Using the records below, quote only the span that opens with the line containing "same ID exists" and closes with the line containing "pub mod code", exactly and inclusively.

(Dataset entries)

────────

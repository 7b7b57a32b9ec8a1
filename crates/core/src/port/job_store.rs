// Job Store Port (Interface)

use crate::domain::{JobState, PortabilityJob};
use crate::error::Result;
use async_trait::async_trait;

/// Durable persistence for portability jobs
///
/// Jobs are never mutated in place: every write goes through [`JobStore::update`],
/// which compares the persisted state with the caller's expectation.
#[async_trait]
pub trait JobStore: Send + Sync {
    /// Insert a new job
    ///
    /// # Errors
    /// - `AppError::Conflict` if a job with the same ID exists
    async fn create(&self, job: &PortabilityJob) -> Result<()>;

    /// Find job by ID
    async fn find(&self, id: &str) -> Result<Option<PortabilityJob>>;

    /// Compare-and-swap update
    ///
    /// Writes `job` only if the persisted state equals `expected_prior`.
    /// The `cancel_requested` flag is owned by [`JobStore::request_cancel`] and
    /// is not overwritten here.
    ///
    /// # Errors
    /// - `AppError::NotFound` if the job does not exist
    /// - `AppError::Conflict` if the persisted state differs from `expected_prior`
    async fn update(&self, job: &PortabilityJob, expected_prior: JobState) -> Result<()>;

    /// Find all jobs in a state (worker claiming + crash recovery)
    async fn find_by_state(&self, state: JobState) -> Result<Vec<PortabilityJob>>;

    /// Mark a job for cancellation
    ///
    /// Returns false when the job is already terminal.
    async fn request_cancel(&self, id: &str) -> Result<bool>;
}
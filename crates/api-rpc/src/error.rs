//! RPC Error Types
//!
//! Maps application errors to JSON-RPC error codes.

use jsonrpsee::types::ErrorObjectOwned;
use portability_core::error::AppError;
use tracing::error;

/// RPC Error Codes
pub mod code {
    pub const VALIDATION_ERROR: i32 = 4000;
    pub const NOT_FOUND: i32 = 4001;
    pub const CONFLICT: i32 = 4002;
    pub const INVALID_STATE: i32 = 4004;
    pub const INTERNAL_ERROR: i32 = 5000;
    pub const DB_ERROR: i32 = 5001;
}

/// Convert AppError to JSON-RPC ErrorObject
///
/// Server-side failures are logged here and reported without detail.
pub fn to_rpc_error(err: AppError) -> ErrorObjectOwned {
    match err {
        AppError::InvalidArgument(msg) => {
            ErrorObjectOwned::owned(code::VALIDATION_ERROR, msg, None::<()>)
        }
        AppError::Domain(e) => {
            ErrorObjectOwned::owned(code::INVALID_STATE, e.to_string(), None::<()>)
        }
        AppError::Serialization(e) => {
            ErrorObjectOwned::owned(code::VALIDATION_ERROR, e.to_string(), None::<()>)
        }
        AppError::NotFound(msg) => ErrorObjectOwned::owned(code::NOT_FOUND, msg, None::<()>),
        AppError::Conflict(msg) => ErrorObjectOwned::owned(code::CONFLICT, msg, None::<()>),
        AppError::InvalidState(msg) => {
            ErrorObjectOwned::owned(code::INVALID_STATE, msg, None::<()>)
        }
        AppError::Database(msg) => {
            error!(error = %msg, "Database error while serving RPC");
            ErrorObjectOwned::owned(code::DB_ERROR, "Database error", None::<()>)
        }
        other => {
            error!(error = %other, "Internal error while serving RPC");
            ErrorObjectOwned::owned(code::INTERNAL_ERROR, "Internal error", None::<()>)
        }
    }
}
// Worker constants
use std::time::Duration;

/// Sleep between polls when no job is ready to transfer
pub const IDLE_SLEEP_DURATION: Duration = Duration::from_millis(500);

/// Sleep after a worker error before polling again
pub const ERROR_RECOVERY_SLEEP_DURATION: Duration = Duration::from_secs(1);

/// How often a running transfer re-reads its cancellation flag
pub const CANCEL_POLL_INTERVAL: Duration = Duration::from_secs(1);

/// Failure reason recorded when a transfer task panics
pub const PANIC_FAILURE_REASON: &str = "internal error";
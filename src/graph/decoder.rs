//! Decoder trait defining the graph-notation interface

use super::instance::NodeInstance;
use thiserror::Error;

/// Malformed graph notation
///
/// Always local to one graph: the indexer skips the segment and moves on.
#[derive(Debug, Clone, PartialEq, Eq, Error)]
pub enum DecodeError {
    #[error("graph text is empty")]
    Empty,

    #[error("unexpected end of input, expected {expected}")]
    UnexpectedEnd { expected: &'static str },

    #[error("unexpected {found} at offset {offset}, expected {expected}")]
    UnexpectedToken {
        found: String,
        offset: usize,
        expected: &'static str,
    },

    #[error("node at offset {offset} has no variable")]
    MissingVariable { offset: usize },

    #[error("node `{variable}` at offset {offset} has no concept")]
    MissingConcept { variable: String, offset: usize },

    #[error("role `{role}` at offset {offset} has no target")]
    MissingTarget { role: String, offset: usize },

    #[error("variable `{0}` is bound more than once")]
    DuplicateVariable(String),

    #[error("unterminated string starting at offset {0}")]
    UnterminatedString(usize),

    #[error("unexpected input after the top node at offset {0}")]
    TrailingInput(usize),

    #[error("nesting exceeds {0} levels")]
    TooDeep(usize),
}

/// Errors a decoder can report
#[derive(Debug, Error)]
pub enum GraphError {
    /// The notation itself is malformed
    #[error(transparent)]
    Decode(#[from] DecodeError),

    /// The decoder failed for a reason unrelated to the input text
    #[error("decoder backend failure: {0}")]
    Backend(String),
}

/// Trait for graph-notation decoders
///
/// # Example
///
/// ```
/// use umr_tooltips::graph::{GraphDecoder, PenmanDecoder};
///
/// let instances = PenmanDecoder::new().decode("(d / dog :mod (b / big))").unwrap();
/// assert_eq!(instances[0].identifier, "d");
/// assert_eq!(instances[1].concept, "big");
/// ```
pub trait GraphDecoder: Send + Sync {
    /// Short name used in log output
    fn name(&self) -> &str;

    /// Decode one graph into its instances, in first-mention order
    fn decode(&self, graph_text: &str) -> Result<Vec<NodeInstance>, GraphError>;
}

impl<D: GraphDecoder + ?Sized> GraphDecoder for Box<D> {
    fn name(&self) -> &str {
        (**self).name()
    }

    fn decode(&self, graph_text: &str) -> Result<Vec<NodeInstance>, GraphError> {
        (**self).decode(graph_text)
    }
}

────────

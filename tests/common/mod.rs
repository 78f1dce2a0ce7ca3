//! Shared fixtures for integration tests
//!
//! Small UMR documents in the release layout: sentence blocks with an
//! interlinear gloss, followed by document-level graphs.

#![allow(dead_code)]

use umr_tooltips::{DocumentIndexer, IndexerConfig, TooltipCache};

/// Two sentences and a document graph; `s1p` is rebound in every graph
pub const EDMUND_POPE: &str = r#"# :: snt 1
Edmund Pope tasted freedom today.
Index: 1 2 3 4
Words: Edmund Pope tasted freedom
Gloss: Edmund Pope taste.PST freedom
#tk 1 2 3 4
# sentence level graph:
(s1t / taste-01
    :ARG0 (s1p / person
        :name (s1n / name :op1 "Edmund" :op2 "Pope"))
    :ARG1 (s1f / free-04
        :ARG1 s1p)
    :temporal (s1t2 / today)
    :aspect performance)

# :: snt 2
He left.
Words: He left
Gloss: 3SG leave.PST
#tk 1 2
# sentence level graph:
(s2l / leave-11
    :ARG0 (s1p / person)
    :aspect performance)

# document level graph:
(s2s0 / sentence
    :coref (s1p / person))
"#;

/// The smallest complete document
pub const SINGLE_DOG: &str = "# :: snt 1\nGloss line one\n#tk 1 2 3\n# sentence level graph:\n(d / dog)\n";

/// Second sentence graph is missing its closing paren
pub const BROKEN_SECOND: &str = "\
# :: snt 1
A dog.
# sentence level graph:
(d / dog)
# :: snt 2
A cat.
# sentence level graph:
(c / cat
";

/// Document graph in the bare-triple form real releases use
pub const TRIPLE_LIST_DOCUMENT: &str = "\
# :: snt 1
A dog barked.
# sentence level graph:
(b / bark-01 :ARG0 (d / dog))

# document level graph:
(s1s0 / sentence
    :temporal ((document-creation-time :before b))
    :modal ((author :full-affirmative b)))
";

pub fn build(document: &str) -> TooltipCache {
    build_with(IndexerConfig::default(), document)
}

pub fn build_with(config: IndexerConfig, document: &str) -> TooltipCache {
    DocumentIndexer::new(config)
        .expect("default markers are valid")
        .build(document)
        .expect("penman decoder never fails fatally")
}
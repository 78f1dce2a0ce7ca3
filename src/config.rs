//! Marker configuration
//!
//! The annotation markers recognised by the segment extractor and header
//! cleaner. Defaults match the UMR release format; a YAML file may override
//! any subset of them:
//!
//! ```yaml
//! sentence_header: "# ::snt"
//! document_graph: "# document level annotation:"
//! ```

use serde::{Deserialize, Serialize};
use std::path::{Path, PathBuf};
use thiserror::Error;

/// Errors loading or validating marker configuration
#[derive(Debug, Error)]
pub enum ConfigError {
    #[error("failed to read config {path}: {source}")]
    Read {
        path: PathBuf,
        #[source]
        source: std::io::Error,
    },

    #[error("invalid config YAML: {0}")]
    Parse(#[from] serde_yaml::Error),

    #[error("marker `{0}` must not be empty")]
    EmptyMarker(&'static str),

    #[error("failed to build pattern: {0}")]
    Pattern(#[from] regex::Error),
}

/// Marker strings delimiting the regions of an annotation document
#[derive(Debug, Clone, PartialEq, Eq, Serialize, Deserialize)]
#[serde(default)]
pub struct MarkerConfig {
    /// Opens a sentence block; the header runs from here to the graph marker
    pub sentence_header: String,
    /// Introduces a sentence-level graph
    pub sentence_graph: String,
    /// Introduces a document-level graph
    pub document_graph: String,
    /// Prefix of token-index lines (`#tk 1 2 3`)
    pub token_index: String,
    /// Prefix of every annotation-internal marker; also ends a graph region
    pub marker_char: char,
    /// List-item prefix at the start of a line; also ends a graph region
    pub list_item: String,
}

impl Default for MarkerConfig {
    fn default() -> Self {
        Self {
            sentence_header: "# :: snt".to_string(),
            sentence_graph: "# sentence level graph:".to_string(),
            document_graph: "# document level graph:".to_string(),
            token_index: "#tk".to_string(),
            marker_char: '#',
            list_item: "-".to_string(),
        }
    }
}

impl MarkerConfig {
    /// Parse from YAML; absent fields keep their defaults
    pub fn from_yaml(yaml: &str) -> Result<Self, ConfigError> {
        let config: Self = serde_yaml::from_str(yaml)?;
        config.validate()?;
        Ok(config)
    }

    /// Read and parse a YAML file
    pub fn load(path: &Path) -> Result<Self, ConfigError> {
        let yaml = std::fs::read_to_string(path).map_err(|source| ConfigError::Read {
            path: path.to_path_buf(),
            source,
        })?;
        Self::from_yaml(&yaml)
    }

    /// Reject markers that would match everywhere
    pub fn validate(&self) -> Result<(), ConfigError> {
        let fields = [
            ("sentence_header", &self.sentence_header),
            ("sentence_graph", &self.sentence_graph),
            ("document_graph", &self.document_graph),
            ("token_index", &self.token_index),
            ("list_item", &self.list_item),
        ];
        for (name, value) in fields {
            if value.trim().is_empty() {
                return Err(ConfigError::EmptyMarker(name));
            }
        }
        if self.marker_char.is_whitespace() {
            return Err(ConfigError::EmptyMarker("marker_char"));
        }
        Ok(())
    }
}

────────

Solution to the exercise
    /// - `AppError::Conflict` if a job with the same ID exists
    async fn create(&self, job: &PortabilityJob) -> Result<()>;

    /// Find job by ID
    async fn find(&self, id: &str) -> Result<Option<PortabilityJob>>;

    /// Compare-and-swap update
    ///
    /// Writes `job` only if the persisted state equals `expected_prior`.
    /// The `cancel_requested` flag is owned by [`JobStore::request_cancel`] and
    /// is not overwritten here.
    ///
    /// # Errors
    /// - `AppError::NotFound` if the job does not exist
    /// - `AppError::Conflict` if the persisted state differs from `expected_prior`
    async fn update(&self, job: &PortabilityJob, expected_prior: JobState) -> Result<()>;

    /// Find all jobs in a state (worker claiming + crash recovery)
    async fn find_by_state(&self, state: JobState) -> Result<Vec<PortabilityJob>>;

    /// Mark a job for cancellation
    ///
    /// Returns false when the job is already terminal.
    async fn request_cancel(&self, id: &str) -> Result<bool>;
}
filename crates/api-rpc/src/error.rs
//! RPC Error Types
//!
//! Maps application errors to JSON-RPC error codes.

use jsonrpsee::types::ErrorObjectOwned;
use portability_core::error::AppError;
use tracing::error;

/// RPC Error Codes
pub mod code {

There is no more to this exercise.